##### EXERCISE DATA #####

//! Query validation and sanitization.
//!
//! Every inbound query passes through [`validate_query`] before anything else
//! touches it, and accepted queries are normalized by [`sanitize_query`]
//! before being dispatched to a backend.
//!
//! # Invariants
//!
//! - Validation is total: every input, including absent and non-string
//!   values, yields a [`ValidationOutcome`].
//! - Rules are applied in a fixed order and the first failure wins.
//! - `sanitize_query` is idempotent and never returns more than
//!   [`MAX_QUERY_LENGTH`] characters.

use std::sync::LazyLock;

use regex::{Regex, RegexSet};
use serde_json::Value;

/// Maximum number of characters accepted in a query.
pub const MAX_QUERY_LENGTH: usize = 1000;

/// Case-insensitive patterns that flag destructive SQL.
///
/// Whitespace classes include U+FEFF (zero-width no-break space).
const HARMFUL_PATTERNS: &[&str] = &[
    r"(?i)drop[\s\x{FEFF}]+table",
    r"(?i)delete[\s\x{FEFF}]+from",
    r"(?i)truncate",
    r"(?i)alter[\s\x{FEFF}]+table",
    r"(?i)create[\s\x{FEFF}]+table",
    r"(?i)insert[\s\x{FEFF}]+into",
    r"(?i)update[\s\x{FEFF}]+.*set",
];

#[allow(clippy::expect_used)] // The pattern set is a compile-time constant
static HARMFUL_SET: LazyLock<RegexSet> =
    LazyLock::new(|| RegexSet::new(HARMFUL_PATTERNS).expect("harmful patterns must compile"));

#[allow(clippy::expect_used)]
static WHITESPACE_RUN: LazyLock<Regex> =
    LazyLock::new(|| Regex::new(r"[\s\x{FEFF}]+").expect("whitespace pattern must compile"));

/// Unicode whitespace plus U+FEFF, which `char::is_whitespace` leaves out.
fn is_query_whitespace(c: char) -> bool {
    c.is_whitespace() || c == '\u{FEFF}'
}

/// Reason a query was rejected.
#[derive(Debug, Clone, Copy, PartialEq, Eq)]
pub enum ValidationError {
    /// No query was supplied, or it was `null`.
    Missing,
    /// The query was present but not a string.
    NotAString,
    /// The query was blank after trimming.
    Empty,
    /// The query exceeded [`MAX_QUERY_LENGTH`] characters.
    TooLong,
    /// The query matched a destructive SQL pattern.
    HarmfulContent,
}

impl std::fmt::Display for ValidationError {
    fn fmt(&self, f: &mut std::fmt::Formatter<'_>) -> std::fmt::Result {
        match self {
            Self::Missing => write!(f, "Query is required"),
            Self::NotAString => write!(f, "Query must be a string"),
            Self::Empty => write!(f, "Query cannot be empty"),
            Self::TooLong => write!(
                f,
                "Query is too long (maximum {MAX_QUERY_LENGTH} characters)"
            ),
            Self::HarmfulContent => write!(f, "Query contains potentially harmful content"),
        }
    }
}

impl std::error::Error for ValidationError {}

/// Result of validating a raw query.
#[derive(Debug, Clone, Copy, PartialEq, Eq)]
pub struct ValidationOutcome {
    pub is_valid: bool,
    pub error: Option<ValidationError>,
}

impl ValidationOutcome {
    #[must_use]
    pub const fn valid() -> Self {
        Self {
            is_valid: true,
            error: None,
        }
    }

    #[must_use]
    pub const fn invalid(error: ValidationError) -> Self {
        Self {
            is_valid: false,
            error: Some(error),
        }
    }

    /// Convert into a `Result`, yielding the rejection reason on failure.
    pub const fn into_result(self) -> Result<(), ValidationError> {
        match self.error {
            Some(error) => Err(error),
            None => Ok(()),
        }
    }
}

/// Validate a raw query value taken from a request body.
///
/// `None` means the field was absent altogether.
#[must_use]
pub fn validate_query(input: Option<&Value>) -> ValidationOutcome {
    let text = match input {
        None | Some(Value::Null) => return ValidationOutcome::invalid(ValidationError::Missing),
        Some(Value::String(text)) => text,
        Some(_) => return ValidationOutcome::invalid(ValidationError::NotAString),
    };
    validate_text(text)
}

/// Validate a query that is already known to be a string.
#[must_use]
pub fn validate_text(text: &str) -> ValidationOutcome {
    if text.trim_matches(is_query_whitespace).is_empty() {
        return ValidationOutcome::invalid(ValidationError::Empty);
    }

    if text.chars().count() > MAX_QUERY_LENGTH {
        return ValidationOutcome::invalid(ValidationError::TooLong);
    }

    if HARMFUL_SET.is_match(text) {
        return ValidationOutcome::invalid(ValidationError::HarmfulContent);
    }

    ValidationOutcome::valid()
}

/// Normalize an accepted query before dispatch.
///
/// Trims the ends, collapses whitespace runs into a single space and caps the
/// result at [`MAX_QUERY_LENGTH`] characters.
#[must_use]
pub fn sanitize_query(input: &str) -> String {
    let collapsed = WHITESPACE_RUN.replace_all(input.trim_matches(is_query_whitespace), " ");
    match collapsed.char_indices().nth(MAX_QUERY_LENGTH) {
        // Truncation can expose a space at the cut point.
        Some((cut, _)) => collapsed[..cut].trim_end_matches(is_query_whitespace).to_string(),
        None => collapsed.into_owned(),
    }
}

#####

Every line above should be retyped exactly as given.

— THE ANSWER —
//! Query validation and sanitization.
//!
//! Every inbound query passes through [`validate_query`] before anything else
//! touches it, and accepted queries are normalized by [`sanitize_query`]
//! before being dispatched to a backend.
//!
//! # Invariants
//!
//! - Validation is total: every input, including absent and non-string
//!   values, yields a [`ValidationOutcome`].
//! - Rules are applied in a fixed order and the first failure wins.
//! - `sanitize_query` is idempotent and never returns more than
//!   [`MAX_QUERY_LENGTH`] characters.

use std::sync::LazyLock;

use regex::{Regex, RegexSet};
use serde_json::Value;

/// Maximum number of characters accepted in a query.
pub const MAX_QUERY_LENGTH: usize = 1000;

/// Case-insensitive patterns that flag destructive SQL.
///
/// Whitespace classes include U+FEFF (zero-width no-break space).
const HARMFUL_PATTERNS: &[&str] = &[
    r"(?i)drop[\s\x{FEFF}]+table",
    r"(?i)delete[\s\x{FEFF}]+from",
    r"(?i)truncate",
    r"(?i)alter[\s\x{FEFF}]+table",
    r"(?i)create[\s\x{FEFF}]+table",
    r"(?i)insert[\s\x{FEFF}]+into",
    r"(?i)update[\s\x{FEFF}]+.*set",
];

#[allow(clippy::expect_used)] // The pattern set is a compile-time constant
static HARMFUL_SET: LazyLock<RegexSet> =
    LazyLock::new(|| RegexSet::new(HARMFUL_PATTERNS).expect("harmful patterns must compile"));

#[allow(clippy::expect_used)]
static WHITESPACE_RUN: LazyLock<Regex> =
    LazyLock::new(|| Regex::new(r"[\s\x{FEFF}]+").expect("whitespace pattern must compile"));

/// Unicode whitespace plus U+FEFF, which `char::is_whitespace` leaves out.
fn is_query_whitespace(c: char) -> bool {
    c.is_whitespace() || c == '\u{FEFF}'
}

/// Reason a query was rejected.
#[derive(Debug, Clone, Copy, PartialEq, Eq)]
pub enum ValidationError {
    /// No query was supplied, or it was `null`.
    Missing,
    /// The query was present but not a string.
    NotAString,
    /// The query was blank after trimming.
    Empty,
    /// The query exceeded [`MAX_QUERY_LENGTH`] characters.
    TooLong,
    /// The query matched a destructive SQL pattern.
    HarmfulContent,
}

impl std::fmt::Display for ValidationError {
    fn fmt(&self, f: &mut std::fmt::Formatter<'_>) -> std::fmt::Result {
        match self {
            Self::Missing => write!(f, "Query is required"),
            Self::NotAString => write!(f, "Query must be a string"),
            Self::Empty => write!(f, "Query cannot be empty"),
            Self::TooLong => write!(
                f,
                "Query is too long (maximum {MAX_QUERY_LENGTH} characters)"
            ),
            Self::HarmfulContent => write!(f, "Query contains potentially harmful content"),
        }
    }
}

impl std::error::Error for ValidationError {}

/// Result of validating a raw query.
#[derive(Debug, Clone, Copy, PartialEq, Eq)]
pub struct ValidationOutcome {
    pub is_valid: bool,
    pub error: Option<ValidationError>,
}

impl ValidationOutcome {
    #[must_use]
    pub const fn valid() -> Self {
        Self {
            is_valid: true,
            error: None,
        }
    }

    #[must_use]
    pub const fn invalid(error: ValidationError) -> Self {
        Self {
            is_valid: false,
            error: Some(error),
        }
    }

    /// Convert into a `Result`, yielding the rejection reason on failure.
    pub const fn into_result(self) -> Result<(), ValidationError> {
        match self.error {
            Some(error) => Err(error),
            None => Ok(()),
        }
    }
}

/// Validate a raw query value taken from a request body.
///
/// `None` means the field was absent altogether.
#[must_use]
pub fn validate_query(input: Option<&Value>) -> ValidationOutcome {
    let text = match input {
        None | Some(Value::Null) => return ValidationOutcome::invalid(ValidationError::Missing),
        Some(Value::String(text)) => text,
        Some(_) => return ValidationOutcome::invalid(ValidationError::NotAString),
    };
    validate_text(text)
}

/// Validate a query that is already known to be a string.
#[must_use]
pub fn validate_text(text: &str) -> ValidationOutcome {
    if text.trim_matches(is_query_whitespace).is_empty() {
        return ValidationOutcome::invalid(ValidationError::Empty);
    }

    if text.chars().count() > MAX_QUERY_LENGTH {
        return ValidationOutcome::invalid(ValidationError::TooLong);
    }

    if HARMFUL_SET.is_match(text) {
        return ValidationOutcome::invalid(ValidationError::HarmfulContent);
    }

    ValidationOutcome::valid()
}

/// Normalize an accepted query before dispatch.
///
/// Trims the ends, collapses whitespace runs into a single space and caps the
/// result at [`MAX_QUERY_LENGTH`] characters.
#[must_use]
pub fn sanitize_query(input: &str) -> String {
    let collapsed = WHITESPACE_RUN.replace_all(input.trim_matches(is_query_whitespace), " ");
    match collapsed.char_indices().nth(MAX_QUERY_LENGTH) {
        // Truncation can expose a space at the cut point.
        Some((cut, _)) => collapsed[..cut].trim_end_matches(is_query_whitespace).to_string(),
        None => collapsed.into_owned(),
    }
}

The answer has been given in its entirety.